Saturday Night Live alum, host of The Hooray Show podcast, former Chicago improviser. Grew up in Chicago’s Humboldt Park neighborhood.

“There’s something about the sensibility [that comes with] being in Chicago. You think LA is full of flakes, you think New York is full of rudeness. We’re not those guys. And so there's a little bit of an arrogance that comes from a little insecurity. [When I got to] Second City, I was auditioning with a bunch of theater kids, and I’m like, ‘Well, I don’t know about these guys, but I’m from Chicago.’ ... ”

Emily Fightmaster

Second City cast member. Chicago-based improviser and actor trained at iO Chicago and The Annoyance Theatre.

“... People go to LA and New York to make it. People come to Chicago to study and grow. The scene in Chicago lacks the cutthroat competition factor of the coasts, so we’ve been able to build a community based on friendship and collaboration. ... ”

Chris Redd

Saturday Night Live cast member, former Chicago improviser.

“The community is a major part of why I think Chicago is a great place for improv. It’s the birthplace of so many great institutions and teachers. The amount of stage time is also a key element to Chicago. There are so many places to play and develop, and even more places to start your own shows and create stage time for yourself. All of this mixed with the different styles and competition is just an ingredient for success."

T.J. Jagodowski

Chicago-based improviser and actor. One-half of TJ & Dave.

“I think, in a nice way, it’s the grind. A lot of people look back on the time before they made it as being ‘the best time of my life,’ for whatever reason. ‘I had nothing to eat, lived on someone else’s couch. Gosh, was that great.’ … ”

David Pasquesi

Chicago-based improviser and actor. One-half of “TJ & Dave.”

“[In Chicago], no one is going to come to your show and take you away to a TV show or a movie. Nobody’s going to do that. So, the people who are in Chicago understand that. … They’re just here to learn how to improvise better. ... ”

Susan Messing

Chicago-based improviser and teacher. Co-founder of The Annoyance Theatre.

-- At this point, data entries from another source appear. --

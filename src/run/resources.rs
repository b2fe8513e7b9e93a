//! Shared resources of a scan.

use std::time::Duration;

use crate::config::Config;
use crate::error_handling::FindingStats;
use crate::safe_list::SafeNameserverList;

/// Everything a hostname task needs, shared across tasks through an `Arc`.
pub struct ScanContext<F, H> {
    /// Resolver factory (main and directed contexts)
    pub dns: F,
    /// HTTP client for service probes
    pub http: H,
    /// Nameservers whose unresolvable IP literals are not reported
    pub safe_nameservers: Option<SafeNameserverList>,
    /// Per reason code counters
    pub stats: FindingStats,
    /// Time limit applied to each check separately
    pub check_timeout: Duration,
}

impl<F, H> ScanContext<F, H> {
    /// Creates a context with fresh statistics and the default check timeout.
    pub fn new(dns: F, http: H, safe_nameservers: Option<SafeNameserverList>) -> Self {
        Self {
            dns,
            http,
            safe_nameservers,
            stats: FindingStats::new(),
            check_timeout: Config::default().check_timeout(),
        }
    }

    /// Replaces the per-check time limit.
    pub fn with_check_timeout(mut self, check_timeout: Duration) -> Self {
        self.check_timeout = check_timeout;
        self
    }
}
//! Batch scan orchestration.
//!
//! `run_scan` wires the configured resources together and checks every host
//! name of the input list; `run_checks` is the generic concurrent loop behind
//! it and can be driven with any DNS and HTTP implementation.

mod resources;
mod task;

use std::collections::HashSet;
use std::sync::Arc;

use anyhow::{Context, Result};
use futures::stream::FuturesUnordered;
use futures::StreamExt;
use log::{info, warn};

use crate::config::Config;
use crate::discovery::read_hostnames;
use crate::dns::DnsContextFactory;
use crate::export::ScanReport;
use crate::http::{HttpGet, ReqwestHttpClient};
use crate::initialization::{init_client, init_resolver_factory, init_semaphore};
use crate::safe_list::SafeNameserverList;
use crate::takeover::normalize_hostname;

pub use resources::ScanContext;
use task::check_hostname_task;

/// Runs a takeover scan with the provided configuration.
///
/// This is the main entry point for the library. It reads host names from
/// the input file (or stdin), runs the orphaned-delegation and CNAME checks
/// on each of them concurrently, and returns the aggregated report.
///
/// # Errors
///
/// This function will return an error if:
/// - The input file cannot be read
/// - The safe-nameserver list cannot be loaded
/// - The HTTP client cannot be initialized
///
/// Failures of individual host names are logged and counted, never fatal.
///
/// # Example
///
/// ```no_run
/// use subdomain_scanner::{Config, run_scan};
/// use std::path::PathBuf;
///
/// # async fn example() -> Result<(), Box<dyn std::error::Error>> {
/// let config = Config {
///     hostnames_file: PathBuf::from("hostnames.txt"),
///     ..Default::default()
/// };
/// let report = run_scan(config).await?;
/// println!("{} vulnerable finding(s)", report.vulnerable_count());
/// # Ok(())
/// # }
/// ```
pub async fn run_scan(config: Config) -> Result<ScanReport> {
    let start_time = std::time::Instant::now();

    let safe_nameservers = match config.safe_nameservers.as_deref() {
        Some(path) => Some(
            SafeNameserverList::load(path).context("Failed to load safe nameserver list")?,
        ),
        None => None,
    };

    let client = init_client(&config).context("Failed to initialize HTTP client")?;
    let http = ReqwestHttpClient::new(client);
    let dns = init_resolver_factory(&config);

    let hostnames = read_hostnames(&config.hostnames_file)
        .await
        .context("Failed to read hostnames")?;
    info!("Read {} hostname(s)", hostnames.len());

    let ctx = Arc::new(
        ScanContext::new(dns, http, safe_nameservers).with_check_timeout(config.check_timeout()),
    );
    let report = run_checks(
        hostnames,
        Arc::clone(&ctx),
        config.max_concurrency,
        config.verbose,
    )
    .await;

    ctx.stats.log_summary();
    info!("Scan finished in {:.1}s", start_time.elapsed().as_secs_f64());
    Ok(report)
}

/// Checks every host name with at most `max_concurrency` in flight.
///
/// Host names are normalized and deduplicated first; invalid ones are logged
/// and counted as failed. Each remaining host name gets both takeover checks,
/// each bounded by `ScanContext::check_timeout`.
pub async fn run_checks<F, H>(
    hostnames: Vec<String>,
    ctx: Arc<ScanContext<F, H>>,
    max_concurrency: usize,
    verbose: bool,
) -> ScanReport
where
    F: DnsContextFactory + 'static,
    H: HttpGet + 'static,
{
    let semaphore = init_semaphore(max_concurrency);
    let mut tasks = FuturesUnordered::new();
    let mut seen = HashSet::new();

    for raw in hostnames {
        let hostname = match normalize_hostname(&raw) {
            Ok(hostname) => hostname,
            Err(e) => {
                warn!("Skipping {raw}: {e}");
                ctx.stats.record_failed();
                continue;
            }
        };
        if !seen.insert(hostname.clone()) {
            continue;
        }

        let permit = match Arc::clone(&semaphore).acquire_owned().await {
            Ok(permit) => permit,
            Err(_) => {
                warn!("Semaphore closed, skipping hostname: {hostname}");
                continue;
            }
        };

        let ctx = Arc::clone(&ctx);
        tasks.push(tokio::spawn(async move {
            let _permit = permit;
            check_hostname_task(hostname, ctx).await
        }));
    }

    let mut report = ScanReport::new(verbose);
    while let Some(result) = tasks.next().await {
        match result {
            Ok((hostname, Some(findings))) => report.insert(hostname, findings),
            Ok((_, None)) => {}
            Err(join_error) => {
                warn!("Hostname task panicked: {join_error:?}");
                ctx.stats.record_failed();
            }
        }
    }

    report
}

“I think when people are doing their research [about where to study], they're going to look at famous alumni and say, ‘Ooh these people did very well.’ That's a basic way to get there, or to start. But I think once people start peeling back the layers of how rich this art has become [in Chicago], I think they choose to stay. ... ”

Will Miles

Writer on The Chris Gethard Show, stand-up comedian, former student, The iO Theater.

“When you walk into the doors of iO and you see all the pictures of everybody who made it out of there … like, these are all the people I looked up to in comedy. Chris Farley, Key and Peele are faces you see on the wall. As a black man, though, watching Jordan [Peele] specifically — because Jordan was still around a lot … I was like … that’s huge. ..."

Jonathan Pitts

Chicago-based improviser. Co-founder of the Chicago Improv Festival.

“We took a baseball game and turned it into 16-inch softball; we took acoustic blues and electrified it; we took poetry and turned it into poetry slam; we took beats and made house music. Our whole cultural history as a city is taking something and turning it into something else. ...”

More about our questioner

Ty McCarthy is a zoning and permitting specialist for a telecommunications company in Chicago. Before moving to Chicago’s Logan Square neighborhood a few years ago, he lived in Oklahoma City, where the improv scene wasn’t quite as robust as Chicago’s.

Now an improviser himself (thanks to the classes he took at iO), Ty was surprised to learn that the artform was invented right here in Chicago, where the less competitive environment and distance from Hollywood helped it grow and thrive.  

“You do get the feeling that it’s a cultural thing — that there’s something in the air that breeds it here, and that’s really cool,” Ty says.

He’s says he’s not looking to get famous from improv, just learn the craft and now that he knows why Chicago is such destination, he’s pretty sure he’s come to the right place.